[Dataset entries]
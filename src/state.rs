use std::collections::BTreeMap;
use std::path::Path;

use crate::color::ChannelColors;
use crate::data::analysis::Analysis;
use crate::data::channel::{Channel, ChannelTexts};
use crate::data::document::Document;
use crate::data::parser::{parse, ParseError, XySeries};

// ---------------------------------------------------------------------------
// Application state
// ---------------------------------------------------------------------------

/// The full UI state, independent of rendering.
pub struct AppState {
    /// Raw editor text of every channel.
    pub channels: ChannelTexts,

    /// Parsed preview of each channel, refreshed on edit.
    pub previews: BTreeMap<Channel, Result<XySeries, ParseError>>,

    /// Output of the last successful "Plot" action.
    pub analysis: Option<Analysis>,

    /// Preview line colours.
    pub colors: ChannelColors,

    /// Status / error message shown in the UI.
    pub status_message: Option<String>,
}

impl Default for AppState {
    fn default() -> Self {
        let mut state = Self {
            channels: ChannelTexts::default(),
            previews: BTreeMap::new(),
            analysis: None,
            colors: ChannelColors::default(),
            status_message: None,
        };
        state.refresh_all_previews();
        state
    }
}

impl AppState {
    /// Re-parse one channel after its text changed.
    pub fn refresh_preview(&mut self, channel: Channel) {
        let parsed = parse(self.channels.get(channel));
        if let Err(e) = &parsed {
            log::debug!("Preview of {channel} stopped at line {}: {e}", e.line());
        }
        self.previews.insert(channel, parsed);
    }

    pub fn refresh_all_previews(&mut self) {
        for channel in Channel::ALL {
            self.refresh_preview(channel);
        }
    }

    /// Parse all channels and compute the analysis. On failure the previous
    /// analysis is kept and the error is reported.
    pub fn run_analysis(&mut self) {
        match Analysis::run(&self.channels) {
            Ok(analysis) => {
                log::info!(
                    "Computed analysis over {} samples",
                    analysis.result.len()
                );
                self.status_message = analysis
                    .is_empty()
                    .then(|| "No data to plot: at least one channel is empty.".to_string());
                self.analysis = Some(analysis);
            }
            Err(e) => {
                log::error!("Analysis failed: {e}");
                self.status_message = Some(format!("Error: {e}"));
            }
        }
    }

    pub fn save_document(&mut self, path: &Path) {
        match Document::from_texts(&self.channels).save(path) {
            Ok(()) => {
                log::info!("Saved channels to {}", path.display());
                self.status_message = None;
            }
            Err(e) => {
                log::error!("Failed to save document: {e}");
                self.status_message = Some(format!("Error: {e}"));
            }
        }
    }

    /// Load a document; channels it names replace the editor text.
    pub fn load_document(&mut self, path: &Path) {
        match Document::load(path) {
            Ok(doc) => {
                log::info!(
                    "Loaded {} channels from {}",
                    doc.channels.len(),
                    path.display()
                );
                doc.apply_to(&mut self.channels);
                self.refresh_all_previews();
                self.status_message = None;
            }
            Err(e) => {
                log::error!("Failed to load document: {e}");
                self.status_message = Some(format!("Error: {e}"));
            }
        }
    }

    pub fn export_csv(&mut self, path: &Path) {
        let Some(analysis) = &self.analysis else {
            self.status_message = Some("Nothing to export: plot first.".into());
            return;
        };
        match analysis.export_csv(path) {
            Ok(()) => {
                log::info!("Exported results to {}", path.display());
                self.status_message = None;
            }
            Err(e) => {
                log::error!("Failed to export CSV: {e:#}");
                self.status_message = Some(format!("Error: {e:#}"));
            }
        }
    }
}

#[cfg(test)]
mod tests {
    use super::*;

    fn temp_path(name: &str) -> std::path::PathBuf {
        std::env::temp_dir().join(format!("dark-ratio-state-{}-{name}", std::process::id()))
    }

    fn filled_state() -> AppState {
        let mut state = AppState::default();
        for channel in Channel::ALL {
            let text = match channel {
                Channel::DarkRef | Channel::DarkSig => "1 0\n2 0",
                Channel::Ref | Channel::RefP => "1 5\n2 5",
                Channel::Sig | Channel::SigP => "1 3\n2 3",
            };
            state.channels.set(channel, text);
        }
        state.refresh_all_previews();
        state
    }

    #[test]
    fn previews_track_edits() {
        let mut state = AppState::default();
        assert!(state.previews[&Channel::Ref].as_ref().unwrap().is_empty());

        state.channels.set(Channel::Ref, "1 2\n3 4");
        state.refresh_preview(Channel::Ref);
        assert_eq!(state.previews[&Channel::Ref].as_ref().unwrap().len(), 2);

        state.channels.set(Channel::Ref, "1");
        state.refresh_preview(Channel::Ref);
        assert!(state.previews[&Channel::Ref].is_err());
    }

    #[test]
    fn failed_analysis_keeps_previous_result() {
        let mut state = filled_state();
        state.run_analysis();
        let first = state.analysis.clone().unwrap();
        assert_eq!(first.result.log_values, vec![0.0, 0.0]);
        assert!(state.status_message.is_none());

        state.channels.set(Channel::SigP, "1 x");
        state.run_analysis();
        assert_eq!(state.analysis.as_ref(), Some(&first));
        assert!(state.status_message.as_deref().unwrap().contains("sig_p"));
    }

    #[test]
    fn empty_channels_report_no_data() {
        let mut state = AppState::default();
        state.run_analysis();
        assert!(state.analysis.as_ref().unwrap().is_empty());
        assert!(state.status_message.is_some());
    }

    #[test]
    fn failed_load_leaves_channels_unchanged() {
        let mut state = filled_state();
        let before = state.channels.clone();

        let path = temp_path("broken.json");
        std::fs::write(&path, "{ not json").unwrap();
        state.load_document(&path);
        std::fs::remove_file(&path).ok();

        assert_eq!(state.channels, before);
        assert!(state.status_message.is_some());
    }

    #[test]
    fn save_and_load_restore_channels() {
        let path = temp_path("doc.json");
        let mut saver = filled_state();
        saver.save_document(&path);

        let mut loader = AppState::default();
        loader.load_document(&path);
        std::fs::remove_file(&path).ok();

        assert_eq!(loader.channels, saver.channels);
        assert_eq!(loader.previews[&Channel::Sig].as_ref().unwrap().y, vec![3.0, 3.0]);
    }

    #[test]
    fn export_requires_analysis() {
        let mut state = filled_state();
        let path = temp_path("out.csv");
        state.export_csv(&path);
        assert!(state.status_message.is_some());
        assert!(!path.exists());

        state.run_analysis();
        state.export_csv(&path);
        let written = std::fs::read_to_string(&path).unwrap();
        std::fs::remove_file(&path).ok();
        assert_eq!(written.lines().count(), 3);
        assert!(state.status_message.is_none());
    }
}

About this exercise |
All records are to be restated exactly, from the first line to the last line.

Task output |
filename src/state.rs
use std::collections::BTreeMap;
use std::path::Path;

use crate::color::ChannelColors;
use crate::data::analysis::Analysis;
use crate::data::channel::{Channel, ChannelTexts};
use crate::data::document::Document;
use crate::data::parser::{parse, ParseError, XySeries};

// ---------------------------------------------------------------------------
// Application state
// ---------------------------------------------------------------------------

/// The full UI state, independent of rendering.
pub struct AppState {
    /// Raw editor text of every channel.
    pub channels: ChannelTexts,

    /// Parsed preview of each channel, refreshed on edit.
    pub previews: BTreeMap<Channel, Result<XySeries, ParseError>>,

    /// Output of the last successful "Plot" action.
    pub analysis: Option<Analysis>,

    /// Preview line colours.
    pub colors: ChannelColors,

    /// Status / error message shown in the UI.
    pub status_message: Option<String>,
}

impl Default for AppState {
    fn default() -> Self {
        let mut state = Self {
            channels: ChannelTexts::default(),
            previews: BTreeMap::new(),
            analysis: None,
            colors: ChannelColors::default(),
            status_message: None,
        };
        state.refresh_all_previews();
        state
    }
}

impl AppState {
    /// Re-parse one channel after its text changed.
    pub fn refresh_preview(&mut self, channel: Channel) {
        let parsed = parse(self.channels.get(channel));
        if let Err(e) = &parsed {
            log::debug!("Preview of {channel} stopped at line {}: {e}", e.line());
        }
        self.previews.insert(channel, parsed);
    }

    pub fn refresh_all_previews(&mut self) {
        for channel in Channel::ALL {
            self.refresh_preview(channel);
        }
    }

    /// Parse all channels and compute the analysis. On failure the previous
    /// analysis is kept and the error is reported.
    pub fn run_analysis(&mut self) {
        match Analysis::run(&self.channels) {
            Ok(analysis) => {
                log::info!(
                    "Computed analysis over {} samples",
                    analysis.result.len()
                );
                self.status_message = analysis
                    .is_empty()
                    .then(|| "No data to plot: at least one channel is empty.".to_string());
                self.analysis = Some(analysis);
            }
            Err(e) => {
                log::error!("Analysis failed: {e}");
                self.status_message = Some(format!("Error: {e}"));
            }
        }
    }

    pub fn save_document(&mut self, path: &Path) {
        match Document::from_texts(&self.channels).save(path) {
            Ok(()) => {
                log::info!("Saved channels to {}", path.display());
                self.status_message = None;
            }
            Err(e) => {
                log::error!("Failed to save document: {e}");
                self.status_message = Some(format!("Error: {e}"));
            }
        }
    }

    /// Load a document; channels it names replace the editor text.
    pub fn load_document(&mut self, path: &Path) {
        match Document::load(path) {
            Ok(doc) => {
                log::info!(
                    "Loaded {} channels from {}",
                    doc.channels.len(),
                    path.display()
                );
                doc.apply_to(&mut self.channels);
                self.refresh_all_previews();
                self.status_message = None;
            }
            Err(e) => {
                log::error!("Failed to load document: {e}");
                self.status_message = Some(format!("Error: {e}"));
            }
        }
    }

    pub fn export_csv(&mut self, path: &Path) {
        let Some(analysis) = &self.analysis else {
            self.status_message = Some("Nothing to export: plot first.".into());
            return;
        };
        match analysis.export_csv(path) {
            Ok(()) => {
                log::info!("Exported results to {}", path.display());
                self.status_message = None;
            }
            Err(e) => {
                log::error!("Failed to export CSV: {e:#}");
                self.status_message = Some(format!("Error: {e:#}"));
            }
        }
    }
}

#[cfg(test)]
mod tests {
    use super::*;

    fn temp_path(name: &str) -> std::path::PathBuf {
        std::env::temp_dir().join(format!("dark-ratio-state-{}-{name}", std::process::id()))
    }

    fn filled_state() -> AppState {
        let mut state = AppState::default();
        for channel in Channel::ALL {
            let text = match channel {
                Channel::DarkRef | Channel::DarkSig => "1 0\n2 0",
                Channel::Ref | Channel::RefP => "1 5\n2 5",
                Channel::Sig | Channel::SigP => "1 3\n2 3",
            };
            state.channels.set(channel, text);
        }
        state.refresh_all_previews();
        state
    }

    #[test]
    fn previews_track_edits() {
        let mut state = AppState::default();
        assert!(state.previews[&Channel::Ref].as_ref().unwrap().is_empty());

        state.channels.set(Channel::Ref, "1 2\n3 4");
        state.refresh_preview(Channel::Ref);
        assert_eq!(state.previews[&Channel::Ref].as_ref().unwrap().len(), 2);

        state.channels.set(Channel::Ref, "1");
        state.refresh_preview(Channel::Ref);
        assert!(state.previews[&Channel::Ref].is_err());
    }

    #[test]
    fn failed_analysis_keeps_previous_result() {
        let mut state = filled_state();
        state.run_analysis();
        let first = state.analysis.clone().unwrap();
        assert_eq!(first.result.log_values, vec![0.0, 0.0]);
        assert!(state.status_message.is_none());

        state.channels.set(Channel::SigP, "1 x");
        state.run_analysis();
        assert_eq!(state.analysis.as_ref(), Some(&first));
        assert!(state.status_message.as_deref().unwrap().contains("sig_p"));
    }

    #[test]
    fn empty_channels_report_no_data() {
        let mut state = AppState::default();
        state.run_analysis();
        assert!(state.analysis.as_ref().unwrap().is_empty());
        assert!(state.status_message.is_some());
    }

    #[test]
    fn failed_load_leaves_channels_unchanged() {
        let mut state = filled_state();
        let before = state.channels.clone();

        let path = temp_path("broken.json");
        std::fs::write(&path, "{ not json").unwrap();
        state.load_document(&path);
        std::fs::remove_file(&path).ok();

        assert_eq!(state.channels, before);
        assert!(state.status_message.is_some());
    }

    #[test]
    fn save_and_load_restore_channels() {
        let path = temp_path("doc.json");
        let mut saver = filled_state();
        saver.save_document(&path);

        let mut loader = AppState::default();
        loader.load_document(&path);
        std::fs::remove_file(&path).ok();

        assert_eq!(loader.channels, saver.channels);
        assert_eq!(loader.previews[&Channel::Sig].as_ref().unwrap().y, vec![3.0, 3.0]);
    }

    #[test]
    fn export_requires_analysis() {
        let mut state = filled_state();
        let path = temp_path("out.csv");
        state.export_csv(&path);
        assert!(state.status_message.is_some());
        assert!(!path.exists());

        state.run_analysis();
        state.export_csv(&path);
        let written = std::fs::read_to_string(&path).unwrap();
        std::fs::remove_file(&path).ok();
        assert_eq!(written.lines().count(), 3);
        assert!(state.status_message.is_none());
    }
}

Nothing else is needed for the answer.